Le modifiche più rilevanti hanno riguardato, in particolare:

  • il trattamento di dati sensibili (oggi definiti “dati particolari”): dati genetici, dati sulla salute, l’orientamento sessuale, le convinzioni religiose, le opinioni politiche eccetera.
  • La disciplina dell’Autorità Garante: ogni Stato membro è infatti tenuto a dotarsi di un organo che garantisca la tutela dei dati personali. Il Legislatore europeo non ha tuttavia imposto un modello “unitario”, lasciando agli Stati la possibilità di scegliere come organizzare e regolare quest’Organo.  Per esempio, in Italia era già presente un’Autorità Garante, di nomina parlamentare, alla quale sono state attribuite nuove funzioni.
  • La disciplina sanzionatoria: l’Unione Europea non ha competenze in ambito penale, e può irrogare esclusivamente sanzioni amministrative. Il GDPR prevede la possibilità per gli Stati, in casi di particolare gravità, di introdurre sanzioni penali che possano essere irrogate, in materia di privacy, dalla magistratura ordinaria. Anche su questi aspetti, la competenza è riservata ai singoli Stati e le sanzioni penali in materia di privacy sono contenute nel Codice novellato.

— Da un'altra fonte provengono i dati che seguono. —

//! Benchlog Core - Entity Types
//!
//! Data structures and pure rules shared by storage and API crates:
//! lab entities with their draft/patch payloads, record link sets,
//! search scopes and predicates, and the error taxonomy.

#[macro_use]
mod macros;

pub mod attachment;
pub mod entities;
pub mod entity;
pub mod enums;
pub mod error;
pub mod links;
pub mod search;
pub mod serde_ext;

use chrono::{DateTime, Utc};

// ============================================================================
// IDENTITY TYPES
// ============================================================================

/// Storage-issued row identifier. Ids start at 1 and are never reused.
pub type RowId = i64;

/// Timestamp type using UTC timezone.
pub type Timestamp = DateTime<Utc>;

pub use attachment::{Attachment, NewAttachment, NewUser, User};
pub use entities::{
    Equipment, EquipmentDraft, EquipmentPatch, ExperimentRecord, ExperimentRecordDraft,
    ExperimentRecordPatch, ExperimentTemplate, ExperimentTemplateDraft, ExperimentTemplatePatch,
    Facility, FacilityDraft, FacilityPatch, Reagent, ReagentDraft, ReagentPatch, Sop, SopDraft,
    SopPatch,
};
pub use entity::{sort_for_listing, Entity};
pub use enums::{EntityKind, ListOrder};
pub use error::{BenchError, BenchResult, ConfigError, StorageError, ValidationError};
pub use links::{LinkKind, LinkSet};
pub use search::{SearchQuery, SearchResults, SearchScope, SearchTarget, Searchable};
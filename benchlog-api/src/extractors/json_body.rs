//! JSON body extractor with API-shaped rejections.

use axum::{
    async_trait,
    extract::{rejection::JsonRejection, FromRequest, Request},
    Json,
};
use serde::de::DeserializeOwned;

use crate::error::ApiError;

/// `axum::Json` whose rejection is an [`ApiError`] with code `INVALID_INPUT`.
#[derive(Debug, Clone)]
pub struct JsonBody<T>(pub T);

#[async_trait]
impl<S, T> FromRequest<S> for JsonBody<T>
where
    S: Send + Sync,
    T: DeserializeOwned,
{
    type Rejection = ApiError;

    async fn from_request(req: Request, state: &S) -> Result<Self, Self::Rejection> {
        match Json::<T>::from_request(req, state).await {
            Ok(Json(value)) => Ok(JsonBody(value)),
            Err(rejection) => Err(rejection_to_error(rejection)),
        }
    }
}

fn rejection_to_error(rejection: JsonRejection) -> ApiError {
    match rejection {
        JsonRejection::MissingJsonContentType(_) => {
            ApiError::invalid_input("Expected request with `Content-Type: application/json`")
        }
        other => ApiError::invalid_input(other.body_text()),
    }
}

Al di là delle consistenti modifiche imposte al Codice della Privacy dall’introduzione del GDPR, rimane invariato per il Legislatore italiano la possibilità di intervenire su alcuni aspetti che della disciplina della privacy. L’intervento legislativo compiuto nel 2018 potrebbe non essere l’ultimo, ed è probabile che l’ordinamento giuridico si troverà a misurarsi con le nuove sfide che certamente investiranno il mondo della privacy, in costante evoluzione e costretto ad adeguarsi alle novità tecnologiche.

Anche per queste ragioni, è fondamentale il sostegno di un professionista che rimanga sempre aggiornato sulle possibili novità legislative, così da non farsi trovare impreparati ed esposti ai rischi di un mancato aggiornamento, o di vere e proprie sanzioni.